There seems to be two alternative explanations in order to resolve the apparent paradox in our results: either the divergence between both species of coelacanths is recent and the dating analysis is biased as described above, or the divergence is old and the rate of molecular evolution is remarkably slow in coelacanths. It seems difficult to evoke selective pressures that would be different in these two species because of the similarities of molecular substitutions with chimpanzees, even on third codon positions. Nabholz et al. (2009) evoked the “aging hypothesis” to explain why mutation rate is higher in mammals compared to birds. However, it is not clear how this hypothesis could apply here. Coelacanths are long-lived animals and if mutations accumulate at a low rate in their mtGenome that would be interesting since the metabolic rate hypothesis has been refuted in previous studies (Thomas et al. 2006; Lanfear et al. 2007; Nabholz et al. 2009), and thus would imply the existence of repair mechanisms as suggested for birds (Nabholz et al. 2009).

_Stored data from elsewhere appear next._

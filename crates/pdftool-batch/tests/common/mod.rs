//! PDF fixtures shared by the integration tests.

#![allow(dead_code)]

use lopdf::content::{Content, Operation};
use lopdf::{dictionary, Document, Object, Stream, StringFormat};

/// A PDF with `num_pages` text pages and a populated Info dictionary.
pub fn create_test_pdf(num_pages: u32) -> Vec<u8> {
    create_titled_pdf(num_pages, "Quarterly Report")
}

pub fn create_titled_pdf(num_pages: u32, title: &str) -> Vec<u8> {
    let mut doc = Document::with_version("1.7");
    let pages_id = doc.new_object_id();
    let font_id = doc.add_object(dictionary! {
        "Type" => "Font",
        "Subtype" => "Type1",
        "BaseFont" => "Helvetica",
    });

    let mut kids = Vec::new();
    for i in 0..num_pages {
        let content = Content {
            operations: vec![
                Operation::new("BT", vec![]),
                Operation::new("Tf", vec![Object::Name(b"F1".to_vec()), Object::Integer(12)]),
                Operation::new("Td", vec![Object::Integer(100), Object::Integer(700)]),
                Operation::new(
                    "Tj",
                    vec![Object::string_literal(format!("Page {}", i + 1))],
                ),
                Operation::new("ET", vec![]),
            ],
        };
        let content_id = doc.add_object(Stream::new(dictionary! {}, content.encode().unwrap()));
        let page_id = doc.add_object(dictionary! {
            "Type" => "Page",
            "Parent" => Object::Reference(pages_id),
            "MediaBox" => vec![0.into(), 0.into(), 612.into(), 792.into()],
            "Resources" => dictionary! {
                "Font" => dictionary! { "F1" => Object::Reference(font_id) },
            },
            "Contents" => Object::Reference(content_id),
        });
        kids.push(Object::Reference(page_id));
    }

    doc.objects.insert(
        pages_id,
        Object::Dictionary(dictionary! {
            "Type" => "Pages",
            "Count" => num_pages as i64,
            "Kids" => kids,
        }),
    );
    let catalog_id = doc.add_object(dictionary! {
        "Type" => "Catalog",
        "Pages" => Object::Reference(pages_id),
    });
    let info_id = doc.add_object(dictionary! {
        "Title" => Object::String(title.as_bytes().to_vec(), StringFormat::Literal),
        "Author" => Object::string_literal("Jane Doe"),
    });
    doc.trailer.set("Root", Object::Reference(catalog_id));
    doc.trailer.set("Info", Object::Reference(info_id));

    let mut bytes = Vec::new();
    doc.save_to(&mut bytes).unwrap();
    bytes
}
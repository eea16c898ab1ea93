//! Text watermarks drawn into the page content stream.

use crate::document::{
    encode_win_ansi, inherited_attribute, load, page_media_box, resolve, save, standard_font,
};
use crate::error::PdfToolError;
use lopdf::content::{Content, Operation};
use lopdf::{Dictionary, Document, Object, ObjectId, Stream, StringFormat};
use tracing::debug;

/// Resource name under which the watermark font is registered on each page.
const FONT_KEY: &[u8] = b"PdfToolWm";

/// Approximate Helvetica-Bold advance width, as a fraction of the font size.
const AVG_GLYPH_WIDTH: f32 = 0.58;

#[derive(Debug, Clone, PartialEq)]
pub struct WatermarkOptions {
    pub text: String,
    /// Inclusive 1-based page ranges. `None` watermarks every page. Pages
    /// the document does not have are skipped.
    pub pages: Option<Vec<(u32, u32)>>,
    pub font_size: f32,
    /// Counter-clockwise, in degrees.
    pub rotation: f32,
    /// RGB components in 0..=1.
    pub color: (f32, f32, f32),
}

impl Default for WatermarkOptions {
    fn default() -> Self {
        Self {
            text: String::new(),
            pages: None,
            font_size: 40.0,
            rotation: 45.0,
            color: (1.0, 0.0, 0.0),
        }
    }
}

/// Parse `#RRGGBB` (leading `#` optional) into RGB floats.
pub fn parse_hex_color(color: &str) -> Option<(f32, f32, f32)> {
    let hex = color.trim().trim_start_matches('#');
    if hex.len() != 6 || !hex.is_ascii() {
        return None;
    }
    let channel = |range: std::ops::Range<usize>| {
        u8::from_str_radix(&hex[range], 16)
            .ok()
            .map(|v| v as f32 / 255.0)
    };
    Some((channel(0..2)?, channel(2..4)?, channel(4..6)?))
}

/// Draw `options.text` centered and rotated on the selected pages.
pub fn add_text_watermark(bytes: &[u8], options: &WatermarkOptions) -> Result<Vec<u8>, PdfToolError> {
    if options.text.trim().is_empty() {
        return Err(PdfToolError::OperationError(
            "Watermark text cannot be empty".into(),
        ));
    }
    if options.font_size <= 0.0 {
        return Err(PdfToolError::OperationError(format!(
            "Invalid font size: {}",
            options.font_size
        )));
    }

    let mut doc = load(bytes)?;
    let pages = doc.get_pages();
    let page_count = pages.len() as u32;

    let targets: Vec<ObjectId> = match &options.pages {
        None => pages.values().copied().collect(),
        Some(ranges) => {
            if ranges.iter().any(|&(start, end)| start == 0 || end > page_count) {
                debug!(page_count, "Selection names pages the document lacks; skipping them");
            }
            let ids: Vec<ObjectId> = pages
                .iter()
                .filter(|(number, _)| {
                    ranges
                        .iter()
                        .any(|&(start, end)| (start..=end).contains(*number))
                })
                .map(|(_, id)| *id)
                .collect();
            if ids.is_empty() {
                return Err(PdfToolError::InvalidRange(format!(
                    "None of the selected pages exist (document has {} pages)",
                    page_count
                )));
            }
            ids
        }
    };

    let font_id = doc.add_object(standard_font("Helvetica-Bold"));
    for page_id in targets {
        stamp_page(&mut doc, page_id, font_id, options)?;
    }

    save(&mut doc)
}

fn stamp_page(
    doc: &mut Document,
    page_id: ObjectId,
    font_id: ObjectId,
    options: &WatermarkOptions,
) -> Result<(), PdfToolError> {
    let [x0, y0, x1, y1] = page_media_box(doc, page_id);
    let center = ((x0 + x1) / 2.0, (y0 + y1) / 2.0);

    let resources = page_resources_with_font(doc, page_id, font_id);
    let open_id = doc.add_object(Stream::new(Dictionary::new(), b"q\n".to_vec()));
    let stamp_id = doc.add_object(Stream::new(
        Dictionary::new(),
        watermark_content(options, center)?,
    ));

    let existing = match doc.get_dictionary(page_id).and_then(|page| page.get(b"Contents")) {
        Ok(Object::Array(items)) => items.clone(),
        Ok(contents @ Object::Reference(_)) => vec![contents.clone()],
        _ => Vec::new(),
    };

    let mut contents = Vec::with_capacity(existing.len() + 2);
    contents.push(Object::Reference(open_id));
    contents.extend(existing);
    contents.push(Object::Reference(stamp_id));

    let page = doc
        .get_dictionary_mut(page_id)
        .map_err(|e| PdfToolError::OperationError(e.to_string()))?;
    page.set("Contents", Object::Array(contents));
    page.set("Resources", Object::Dictionary(resources));
    Ok(())
}

/// The page's effective resources, copied inline, with the watermark font
/// added to `/Font`.
fn page_resources_with_font(doc: &Document, page_id: ObjectId, font_id: ObjectId) -> Dictionary {
    let mut resources = match inherited_attribute(doc, page_id, b"Resources") {
        Some(Object::Dictionary(dict)) => dict,
        _ => Dictionary::new(),
    };

    let mut fonts = match resources.get(b"Font") {
        Ok(fonts) => match resolve(doc, fonts) {
            Object::Dictionary(dict) => dict.clone(),
            _ => Dictionary::new(),
        },
        Err(_) => Dictionary::new(),
    };
    fonts.set(FONT_KEY.to_vec(), Object::Reference(font_id));
    resources.set("Font", Object::Dictionary(fonts));
    resources
}

fn watermark_content(options: &WatermarkOptions, center: (f32, f32)) -> Result<Vec<u8>, PdfToolError> {
    let (r, g, b) = options.color;
    let (sin, cos) = options.rotation.to_radians().sin_cos();
    let size = options.font_size;
    let text = encode_win_ansi(&options.text);
    let width = text.len() as f32 * size * AVG_GLYPH_WIDTH;

    let content = Content {
        operations: vec![
            // Closes the q pushed before the original content.
            Operation::new("Q", vec![]),
            Operation::new("q", vec![]),
            Operation::new("rg", vec![Object::Real(r), Object::Real(g), Object::Real(b)]),
            Operation::new("BT", vec![]),
            Operation::new("Tf", vec![Object::Name(FONT_KEY.to_vec()), Object::Real(size)]),
            Operation::new(
                "Tm",
                vec![
                    Object::Real(cos),
                    Object::Real(sin),
                    Object::Real(-sin),
                    Object::Real(cos),
                    Object::Real(center.0),
                    Object::Real(center.1),
                ],
            ),
            Operation::new("Td", vec![Object::Real(-width / 2.0), Object::Real(-size / 3.0)]),
            Operation::new("Tj", vec![Object::String(text, StringFormat::Literal)]),
            Operation::new("ET", vec![]),
            Operation::new("Q", vec![]),
        ],
    };
    content
        .encode()
        .map_err(|e| PdfToolError::OperationError(format!("Failed to encode watermark: {}", e)))
}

Our results suggest it is unlikely that the question of the divergence date of the two living coelacanth species could be answered using a traditional approach for the estimation of molecular divergence. The possible future captures of other specimens of L. menadoensis would be particularly welcome in order to quantify the variation in mtGenome in this species. These new data will certainly be essential to solve the issue of the evolutionary dynamics of these fascinating tetrapods.